By nightfall on 4th May 1981, the Soviet leadership had authorised its armies in East Germany and Czechoslovakia to invade West Germany in response to what it perceived as a NATO offensive taking advantage of the unrest across the Iron Curtain.
Soviet airstrikes quickly established local air superiority in the first 24 hours of the invasion, but the ground attack did not go according to plan. The East German Army had collapsed as disorder spread through the DDR and six Soviet divisions of Group of Soviet Forces Germany were fully occupied in suppressing the unrest and securing supply lines.
Consequently the planned blitzkreig by 2nd Guards Tank Army and 3rd Shock Army across the North German Plain had degenerated into a confused slugging match. The Soviets had establised a foothold in the eastern suburbs of Hamburg and had finally taken Hanover after two British divisions of BAOR had been destroyed in a brave but hopeless counter-attack.
NATO forces had retreated to the line of the river Weser which was only forced after the Soviets used airborne forces to establish bridgeheads behind the British and West German positions.

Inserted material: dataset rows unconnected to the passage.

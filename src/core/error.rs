//! 调研错误类型
//!
//! SurfaceError 是浏览器驱动层的原始失败（超时 / 元素不存在 / 驱动异常）；
//! ResearchError 是交互会话对外暴露的失败原因，会话边界内所有错误都归一到这里。

use std::any::Any;
use std::fmt;
use std::time::Duration;

use thiserror::Error;

/// 交互会话的阶段（每个阶段都是一个可能挂起 / 失败的点）
#[derive(Debug, Clone, Copy, PartialEq, Eq)]
pub enum Stage {
    AcquireSurface,
    EnableCapability,
    SubmitPrompt,
    AwaitCompletion,
    TriggerExtraction,
    ReadResult,
}

impl fmt::Display for Stage {
    fn fmt(&self, f: &mut fmt::Formatter<'_>) -> fmt::Result {
        let s = match self {
            Stage::AcquireSurface => "acquire surface",
            Stage::EnableCapability => "enable capability",
            Stage::SubmitPrompt => "submit prompt",
            Stage::AwaitCompletion => "await completion",
            Stage::TriggerExtraction => "trigger extraction",
            Stage::ReadResult => "read result",
        };
        f.write_str(s)
    }
}

/// 浏览器驱动层错误
#[derive(Error, Debug, Clone, PartialEq, Eq)]
pub enum SurfaceError {
    #[error("timed out waiting for {what} after {}s", .after.as_secs())]
    Timeout { what: String, after: Duration },

    #[error("element not found: {0}")]
    NotFound(String),

    #[error("driver error: {0}")]
    Driver(String),
}

/// 单节调研 / 大纲生成的失败原因
#[derive(Error, Debug)]
pub enum ResearchError {
    /// 大纲中没有识别到任何章节（结构解析失败，仅对调研阶段致命）
    #[error("no sections found in outline, check the outline format")]
    NoSectionsFound,

    #[error("surface timeout during {stage} after {}s", .after.as_secs())]
    SurfaceTimeout { stage: Stage, after: Duration },

    #[error("no response generated within {} minutes", .after.as_secs() / 60)]
    ResponseTimeout { after: Duration },

    #[error("transfer buffer was empty after extraction")]
    EmptyExtraction,

    /// 直接点击与脚本派发点击都失败
    #[error("extraction trigger failed (primary: {primary}; fallback: {fallback})")]
    InvocationFailure { primary: String, fallback: String },

    #[error("{stage} failed: {source}")]
    Surface {
        stage: Stage,
        #[source]
        source: SurfaceError,
    },

    #[error("interaction panicked: {0}")]
    Panicked(String),

    #[error("I/O error: {0}")]
    Io(#[from] std::io::Error),
}

impl ResearchError {
    /// 将驱动层错误归类到所在阶段：等待生成的超时是 ResponseTimeout，其余超时是 SurfaceTimeout
    pub fn at(stage: Stage, err: SurfaceError) -> Self {
        match err {
            SurfaceError::Timeout { after, .. } if stage == Stage::AwaitCompletion => {
                ResearchError::ResponseTimeout { after }
            }
            SurfaceError::Timeout { after, .. } => ResearchError::SurfaceTimeout { stage, after },
            source => ResearchError::Surface { stage, source },
        }
    }

    /// 把捕获到的 panic 负载转成 Panicked
    pub fn from_panic(panic: &(dyn Any + Send)) -> Self {
        let msg = if let Some(s) = panic.downcast_ref::<&str>() {
            s.to_string()
        } else if let Some(s) = panic.downcast_ref::<String>() {
            s.clone()
        } else {
            "unknown panic".to_string()
        };
        ResearchError::Panicked(msg)
    }

    pub fn is_timeout(&self) -> bool {
        matches!(
            self,
            ResearchError::SurfaceTimeout { .. } | ResearchError::ResponseTimeout { .. }
        )
    }
}

/// 单节调研 / 大纲生成的结果：Ok(text) 或 Failed(reason)
pub type ResearchResult = Result<String, ResearchError>;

Further South, the US V Corps had managed to hold the Fulda Gap and VII Corps had delayed a Soviet thrust aimed at Nuremburg although at least one US armoured divsion had been wiped out by a series of hammer blows from Soviet mechanised and airborne forces. Nuremburg remained in NATO hands however, held by a brigade of the West German territorial forces, and a line had been established by the Bundeswehr along the Danube with the assistance of French troops.
To date, neither side had employed nuclear or chemical weapons and the advantage in the air war had see-sawed from one side to the other. Frantic attempts to broker a ceasefire had proved fruitless, NATO ground troops were under strict orders not to cross into East Germany although their air forces were making every attempt to hammer the Soviet supply columns across the border.
Soviet losses were heavy but not precisely known, and whilst no Polish or Czech troops had been encountered fighting alongside the Russians, at least three Hungarian divisions had been postively identifed by NATO.